City of Wauwatosa v. King

Decision Date08 January 1971
Docket NumberNo. 218,218
Citation49 Wis.2d 398,182 N.W.2d 530
Parties, 76 L.R.R.M. (BNA) 2403, 42 A.L.R.3d 1341, 64 Lab.Cas. P 52,474 CITY OF WAUWATOSA, Respondent, v. Thomas J. KING, Appellant.
CourtWisconsin Supreme Court

This appeal is from a judgment of conviction on charges of violating ordinance 9.19 of the city of Wauwatosa, making it unlawful, except in certain situations, to '* * * engage in picketing before or about the residence or dwelling of any individual. * * *'

The defendant, Thomas J. King, is one of five individuals charged and convicted of violating said ordinance. He is a staff representative of District Council 48, servicing members of Local 1561, an affiliate local representing custodial, maintenance and cafeteria workers of the Wauwatosa school board.

On April 17, 1968, members of Local 1561 began picketing at various public schools in the city of Wauwatosa in connection with a labor dispute involving school board employees and the school board.
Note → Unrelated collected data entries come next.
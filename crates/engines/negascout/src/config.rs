//! Engine configuration, loadable from TOML.

use std::{fs, path::Path, time::Duration};

use serde::{Deserialize, Serialize};

use crate::{
    error::EngineError,
    pool::{default_threads, ArenaLimits},
};

/// Tunables for one [`Ai`](crate::Ai). Every field has a default, so a TOML
/// file only needs the keys it changes.
#[derive(Debug, Clone, PartialEq, Serialize, Deserialize)]
#[serde(default)]
pub struct EngineConfig {
    /// Deepest iteration of the iterative deepening loop.
    pub max_ply: u32,
    /// Worker threads; hardware concurrency when unset.
    pub threads: Option<usize>,
    /// Stack depths below this use per-worker scratch nodes instead of the
    /// cached tree.
    pub shallow_depth: u32,
    /// Scratch nodes per worker.
    pub scratch_capacity: usize,
    /// Best scores above this are treated as forced mates and played without
    /// tie-breaking.
    pub mate_cutoff: f64,
    /// Bucket width factor for the tie-break: `decimator_step * (moves + 1)`.
    pub decimator_step: f64,
    /// How often the background thread rechecks its flags while idle.
    pub liveness_timeout_ms: u64,
    /// Seed for the tie-break RNG. Entropy-seeded when unset.
    pub seed: Option<u64>,
}

impl Default for EngineConfig {
    fn default() -> Self {
        Self {
            max_ply: 3,
            threads: None,
            shallow_depth: 4,
            scratch_capacity: 32,
            mate_cutoff: 1e10,
            decimator_step: 0.125,
            liveness_timeout_ms: 1000,
            seed: None,
        }
    }
}

impl EngineConfig {
    pub fn with_max_ply(mut self, max_ply: u32) -> Self {
        self.max_ply = max_ply;
        self
    }

    pub fn with_threads(mut self, threads: usize) -> Self {
        self.threads = Some(threads);
        self
    }

    pub fn with_seed(mut self, seed: u64) -> Self {
        self.seed = Some(seed);
        self
    }

    pub fn from_toml_str(text: &str) -> Result<Self, EngineError> {
        let config: Self = toml::from_str(text).map_err(|e| EngineError::Config(e.to_string()))?;
        config.validate()?;
        Ok(config)
    }

    pub fn load(path: impl AsRef<Path>) -> Result<Self, EngineError> {
        let path = path.as_ref();
        let text = fs::read_to_string(path)
            .map_err(|e| EngineError::Config(format!("{}: {e}", path.display())))?;
        Self::from_toml_str(&text)
    }

    pub fn to_toml_string(&self) -> Result<String, EngineError> {
        toml::to_string(self).map_err(|e| EngineError::Config(e.to_string()))
    }

    pub fn validate(&self) -> Result<(), EngineError> {
        if self.max_ply == 0 {
            return Err(EngineError::Config("max_ply must be at least 1".into()));
        }
        if self.threads == Some(0) {
            return Err(EngineError::Config("threads must be at least 1".into()));
        }
        if self.scratch_capacity == 0 {
            return Err(EngineError::Config("scratch_capacity must be at least 1".into()));
        }
        // The deepest search frame sits `max_ply` plies below the root.
        let deepest = self.max_ply as usize;
        if deepest >= (self.shallow_depth as usize).saturating_add(self.scratch_capacity) {
            return Err(EngineError::Config(format!(
                "max_ply {} needs more than shallow_depth {} + scratch_capacity {}",
                self.max_ply, self.shallow_depth, self.scratch_capacity
            )));
        }
        if self.decimator_step.is_nan() || self.decimator_step <= 0.0 {
            return Err(EngineError::Config("decimator_step must be positive".into()));
        }
        if self.mate_cutoff.is_nan() {
            return Err(EngineError::Config("mate_cutoff must be a number".into()));
        }
        Ok(())
    }

    pub fn thread_count(&self) -> usize {
        self.threads.unwrap_or_else(default_threads)
    }

    pub fn arena_limits(&self) -> ArenaLimits {
        ArenaLimits { shallow_depth: self.shallow_depth, capacity: self.scratch_capacity }
    }

    pub fn liveness_timeout(&self) -> Duration {
        Duration::from_millis(self.liveness_timeout_ms)
    }
}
On June 12, 1968, the defendant and 25 to 35 other persons picketed the home of school board president, Armand Mueller, marching back and forth on the sidewalk in front of the Mueller residence. The police arrived on the scene. They notified the picketers that they were violating the city ordinance. After allowing a reasonable period of time for dispersing, the police arrested five persons who had continued picketing, including the defendant.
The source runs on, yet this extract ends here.